Novel Analysis of Glycan Structures: Nanoscale Approach

Extended Abstract Glycans are complex saccharide moieties covering all cell surfaces presented on different biomolecules. Almost 75% of all proteins are glycosylated, and these glycans can form thousands of different structures.[1] Moreover, these structures may slightly change during a specific disease progress – depending on the biomarker observed, there is a possibility to distinguish between healthy individuals and people suffering from a specific disease, mostly cancer (prostate cancer using PSA as a biomarker)[2] or autoimmune diseases (rheumatoid arthritis, system sclerosis observing IgG N-glycosylation).[3] Viral adhesion on cell surface and subsequent penetration is also dependent on the glycan epitopes present on a cell surface.[4, 5] Using nanoscale manipulation of biorecognition elements (antibodies, lectins as glycan-bindnig proteins or glycans) using self-assembled monolayers (SAMs) allowed to prepare highly sensitive, reproducible and robust biosensors for detection of various analytes – from glycoproteins and whole viral particles to intact cells. Moreover, using SAMs allows to control a biorecognition element s density, orientation and anti-fouling properties of our surfaces.[6] Using nanomaterials like gold nanoparticles of different size or graphene oxide flakes leads to improved characteristics of prepared devices – electrochemical and impedimetric biosensors in this case.
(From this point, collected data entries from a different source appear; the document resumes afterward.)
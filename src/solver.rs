//! Backtracking search over partially filled grids.
//!
//! The solver is a plain chronological backtracker: it walks the empty cells
//! in row-major order, tries candidate digits against the row/column/box
//! constraints and unwinds on dead ends. No candidate propagation, no
//! heuristics. Deliberately so, because the same search doubles as the
//! full-board generator when the candidate order is shuffled, and as the
//! feasibility oracle during carving.

use rand::seq::SliceRandom;
use rand::Rng;

use crate::board::Grid;
use crate::consts::{N_CELLS, N_DIGITS};

/// How a search node orders the nine candidate digits before trying them.
///
/// This is the only difference between deterministic solving and random
/// board generation.
pub(crate) trait CandidateOrder {
    fn arrange(&mut self, digits: &mut [u8; N_DIGITS]);
}

/// Natural `1..=9` order. Keeps `solve` deterministic.
pub(crate) struct Ascending;

impl CandidateOrder for Ascending {
    fn arrange(&mut self, _: &mut [u8; N_DIGITS]) {}
}

/// A fresh shuffle at every empty cell, so completions of the same grid
/// differ from run to run.
pub(crate) struct Shuffled<'a, R: Rng>(pub(crate) &'a mut R);

impl<R: Rng> CandidateOrder for Shuffled<'_, R> {
    fn arrange(&mut self, digits: &mut [u8; N_DIGITS]) {
        digits.shuffle(self.0);
    }
}

// Scans the full row, column and box of the target cell, the target itself
// included. A cell already holding `num` therefore conflicts with it.
pub(crate) fn is_valid_placement(grid: &Grid, cell: usize, num: u8) -> bool {
    let (row, col) = (cell / 9, cell % 9);
    for i in 0..9 {
        if grid.0[row * 9 + i] == num || grid.0[i * 9 + col] == num {
            return false;
        }
    }
    let (band, stack) = (row / 3 * 3, col / 3 * 3);
    for r in band..band + 3 {
        for c in stack..stack + 3 {
            if grid.0[r * 9 + c] == num {
                return false;
            }
        }
    }
    true
}

/// Completes `grid` in place if possible. On failure the grid is restored to
/// its state before the call.
pub(crate) fn fill(grid: &mut Grid, order: &mut impl CandidateOrder) -> bool {
    fill_from(grid, 0, order)
}

pub(crate) fn solve(grid: &mut Grid) -> bool {
    fill(grid, &mut Ascending)
}

// Every cell before `first_unchecked` is known to be filled, so the scan for
// the next empty cell can skip them.
fn fill_from(grid: &mut Grid, first_unchecked: usize, order: &mut impl CandidateOrder) -> bool {
    let cell = match (first_unchecked..N_CELLS).find(|&cell| grid.0[cell] == 0) {
        Some(cell) => cell,
        None => return true,
    };

    let mut digits = [1, 2, 3, 4, 5, 6, 7, 8, 9];
    order.arrange(&mut digits);

    for &num in &digits {
        if is_valid_placement(grid, cell, num) {
            grid.0[cell] = num;
            if fill_from(grid, cell + 1, order) {
                return true;
            }
            grid.0[cell] = 0;
        }
    }

    false
}
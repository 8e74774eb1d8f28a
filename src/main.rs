use std::env;
use std::process::exit;

use sudoku_engine::{Difficulty, PuzzleRecord};

fn main() {
    let difficulty = match env::args().nth(1) {
        None => Difficulty::Normal,
        Some(arg) => match arg.parse() {
            Ok(difficulty) => difficulty,
            Err(_) => {
                eprintln!("unknown difficulty '{}', expected easy, normal or hard", arg);
                exit(1);
            }
        },
    };

    for _ in 0..3 {
        match PuzzleRecord::generate(difficulty) {
            Ok(record) => {
                println!("{} puzzle, {} clues:", difficulty, record.puzzle().n_clues());
                println!("{}\n", record.puzzle());
                println!("solution:");
                println!("{}\n", record.solution());
            }
            Err(err) => {
                eprintln!("{}", err);
                exit(1);
            }
        }
    }
}
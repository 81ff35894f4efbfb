use ratatui::{
    layout::Rect,
    style::{Color, Modifier, Style},
    text::{Line, Span},
    widgets::{Block, BorderType, Borders, Paragraph},
    Frame,
};

use crate::app::{App, InputMode};
use crate::sheet::{self, SheetLine};

pub fn render_content(f: &mut Frame, app: &mut App, area: Rect) {
    let name = match &app.file_path {
        Some(path) => path.display().to_string(),
        None => "worksheet".to_string(),
    };
    let title = if app.is_modified {
        format!(" {} [+] ", name)
    } else {
        format!(" {} ", name)
    };

    let block = Block::default()
        .borders(Borders::ALL)
        .border_type(BorderType::Rounded)
        .title(title);

    let inner_width = area.width.saturating_sub(2);
    let inner_height = area.height.saturating_sub(2);
    // Remember the measured area for scroll math elsewhere
    app.content_width = inner_width;
    app.visible_height = inner_height;

    let rows = if app.input_mode == InputMode::Insert {
        editor_rows(app, inner_width, inner_height)
    } else {
        preview_rows(app, inner_width, inner_height)
    };

    let widget = Paragraph::new(rows).block(block);
    f.render_widget(widget, area);
}

/// Worksheet preview: text rows tinted by darkness, blank rows drawn as
/// underlined rules the width of the wrap setting.
fn preview_rows(app: &mut App, width: u16, height: u16) -> Vec<Line<'static>> {
    app.max_scroll = (app.sheet.len() as u16).saturating_sub(height.max(1));
    if app.scroll > app.max_scroll {
        app.scroll = app.max_scroll;
    }

    // The terminal draws light-on-dark, so darkness maps to brightness
    let level = (u16::from(app.settings.darkness) * 255 / 100) as u8;
    let ink = Style::default().fg(Color::Rgb(level, level, level));
    let rule = Style::default()
        .fg(Color::DarkGray)
        .add_modifier(Modifier::UNDERLINED);
    let rule_width = app.settings.max_characters.min(width as usize);

    app.sheet
        .iter()
        .skip(app.scroll as usize)
        .take(height as usize)
        .map(|row| match row {
            SheetLine::Text(line) => {
                let visible = sheet::truncate_columns(line, width as usize).to_string();
                Line::from(Span::styled(visible, ink))
            }
            SheetLine::Blank => Line::from(Span::styled(" ".repeat(rule_width), rule)),
        })
        .collect()
}

/// Raw practice text with a block cursor, shown while editing.
fn editor_rows(app: &mut App, width: u16, height: u16) -> Vec<Line<'static>> {
    let lines: Vec<String> = app.text.split('\n').map(|s| s.to_string()).collect();
    let height = height.max(1) as usize;

    // Keep the cursor row in view
    if app.cursor_line < app.scroll as usize {
        app.scroll = app.cursor_line as u16;
    } else if app.cursor_line >= app.scroll as usize + height {
        app.scroll = (app.cursor_line + 1 - height) as u16;
    }
    app.max_scroll = (lines.len() as u16).saturating_sub(height as u16);

    let text_style = Style::default().fg(Color::Gray);
    let cursor_style = Style::default().add_modifier(Modifier::REVERSED);

    lines
        .iter()
        .enumerate()
        .skip(app.scroll as usize)
        .take(height)
        .map(|(i, line)| {
            if i == app.cursor_line {
                cursor_row(line, app.cursor_col, width as usize, text_style, cursor_style)
            } else {
                Line::from(Span::styled(
                    sheet::truncate_columns(line, width as usize).to_string(),
                    text_style,
                ))
            }
        })
        .collect()
}

fn cursor_row(
    line: &str,
    col: usize,
    width: usize,
    text_style: Style,
    cursor_style: Style,
) -> Line<'static> {
    let visible = sheet::truncate_columns(line, width.max(1));
    let chars: Vec<char> = visible.chars().collect();
    let col = col.min(chars.len());

    let before: String = chars[..col].iter().collect();
    let under: String = chars
        .get(col)
        .map(|c| c.to_string())
        .unwrap_or_else(|| " ".to_string());
    let after: String = if col < chars.len() {
        chars[col + 1..].iter().collect()
    } else {
        String::new()
    };

    Line::from(vec![
        Span::styled(before, text_style),
        Span::styled(under, cursor_style),
        Span::styled(after, text_style),
    ])
}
Electrochemical devices, mainly in combination with different nanostructures, provide cheap, highly reliable and sensitive platform for glycomic analyses.[7] We present here a novel approach for a glycoprofilation of various analytes (antibodies, PSA, viral hemagglutinins and viruses and eukaryotic cell lines) using small, low cost, highly sensitive electrochemical devices based on different platforms compared to standardly used LC, CE or MS methods for the glycan analysis. Beside electrochemical impedance spectroscopy and voltammetry, other methods for the surface characterization were used (quartz crystal microbalance, surface plasmon resonance, atomic force and scanning electron microscopy and x-ray photoelectron spectroscopy) and our results were compared to outputs from other analytical methods (protein microarray, enzyme-linked lectin assay and MALDI-TOF MS).